Your reply should hold only the lines from the records below where "Skipped" occurs.
════════════════
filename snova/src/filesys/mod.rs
//! Filesystem helpers

pub mod dir;
pub mod file;
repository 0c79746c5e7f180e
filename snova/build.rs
//! Build script for snova
//! Captures build-time metadata for version info

use chrono::Utc;
use std::process::Command;

fn main() {
    // Get git commit hash
    let git_hash = Command::new("git")
        .args(["rev-parse", "--short", "HEAD"])
        .output()
        .ok()
        .and_then(|output| String::from_utf8(output.stdout).ok())
        .map(|s| s.trim().to_string())
        .unwrap_or_else(|| "unknown".to_string());

    // Get build timestamp
    let build_time = Utc::now().format("%Y-%m-%d %H:%M:%S UTC").to_string();

    // Set environment variables for compilation
    println!("cargo:rustc-env=GIT_HASH={}", git_hash);
    println!("cargo:rustc-env=BUILD_TIME={}", build_time);

    // Rerun if git HEAD changes
    println!("cargo:rerun-if-changed=.git/HEAD");
}
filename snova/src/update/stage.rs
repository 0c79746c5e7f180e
//! Update pipeline stages

use serde::{Deserialize, Serialize};

/// Stages of an update, in execution order
#[derive(Debug, Clone, Copy, PartialEq, Eq, PartialOrd, Ord, Hash, Serialize, Deserialize)]
#[serde(rename_all = "snake_case")]
pub enum UpdateStage {
    /// Internal patches and the release-installation check
    Gate,
    /// Refuse apps tracking a renamed branch
    BranchCheck,
    VersionDetect,
    /// Operator confirmation of a major upgrade
    Confirm,
    ShallowCloneWarning,
    /// Runtime requirements of the target version
    ValidateUpgrade,
    EnterMaintenance,
    Backup,
    Pull,
    Requirements,
    Patch,
    Build,
    PostUpgrade,
    Reload,
    ExitMaintenance,
}

impl UpdateStage {
    pub const ALL: [UpdateStage; 15] = [
        UpdateStage::Gate,
        UpdateStage::BranchCheck,
        UpdateStage::VersionDetect,
        UpdateStage::Confirm,
        UpdateStage::ShallowCloneWarning,
        UpdateStage::ValidateUpgrade,
        UpdateStage::EnterMaintenance,
        UpdateStage::Backup,
        UpdateStage::Pull,
        UpdateStage::Requirements,
        UpdateStage::Patch,
        UpdateStage::Build,
        UpdateStage::PostUpgrade,
        UpdateStage::Reload,
        UpdateStage::ExitMaintenance,
    ];
}

/// Where a stage ended up
#[derive(Debug, Clone, PartialEq, Eq, Serialize, Deserialize)]
#[serde(rename_all = "lowercase")]
pub enum StageStatus {
    Completed,
    Skipped,
    Failed(String),
}

/// Progress of one update run.
///
/// Stages only move forward: a stage may be entered once, after every
/// earlier stage it follows. A failed stage halts the run for good.
#[derive(Debug, Clone, Default)]
pub struct UpdateProgress {
    current: Option<UpdateStage>,
    history: Vec<(UpdateStage, StageStatus)>,
    halted: bool,
    maintenance_on: bool,
}

impl UpdateProgress {
    pub fn new() -> Self {
        Self::default()
    }

    /// Stage currently running or last entered
    pub fn current(&self) -> Option<UpdateStage> {
        self.current
    }

    pub fn history(&self) -> &[(UpdateStage, StageStatus)] {
        &self.history
    }

    /// Stages whose action ran to completion
    pub fn completed(&self) -> Vec<UpdateStage> {
        self.history
            .iter()
            .filter(|(_, status)| *status == StageStatus::Completed)
            .map(|(stage, _)| *stage)
            .collect()
    }

    pub fn is_halted(&self) -> bool {
        self.halted
    }

    /// Maintenance mode was persisted as on and not yet turned off
    pub fn maintenance_on(&self) -> bool {
        self.maintenance_on
    }

    /// Enter `stage`
    pub fn begin(&mut self, stage: UpdateStage) -> Result<(), String> {
        if self.halted {
            return Err(format!("Invalid transition: run halted, cannot enter {stage:?}"));
        }
        if let Some(current) = self.current {
            if stage <= current {
                return Err(format!("Invalid transition: {current:?} -> {stage:?}"));
            }
        }
        self.current = Some(stage);
        Ok(())
    }

    pub fn complete(&mut self) {
        if let Some(stage) = self.current {
            match stage {
                UpdateStage::EnterMaintenance => self.maintenance_on = true,
                UpdateStage::ExitMaintenance => self.maintenance_on = false,
                _ => {}
            }
            self.history.push((stage, StageStatus::Completed));
        }
    }

    pub fn skip(&mut self) {
        if let Some(stage) = self.current {
            self.history.push((stage, StageStatus::Skipped));
        }
    }

    pub fn fail(&mut self, error: String) {
        if let Some(stage) = self.current {
            self.history.push((stage, StageStatus::Failed(error)));
        }
        self.halted = true;
    }

    /// Stage that halted the run, if any
    pub fn failed_stage(&self) -> Option<UpdateStage> {
        self.history.iter().find_map(|(stage, status)| match status {
            StageStatus::Failed(_) => Some(*stage),
            _ => None,
        })
    }
}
════════════════
- Task answer
    Skipped,
            self.history.push((stage, StageStatus::Skipped));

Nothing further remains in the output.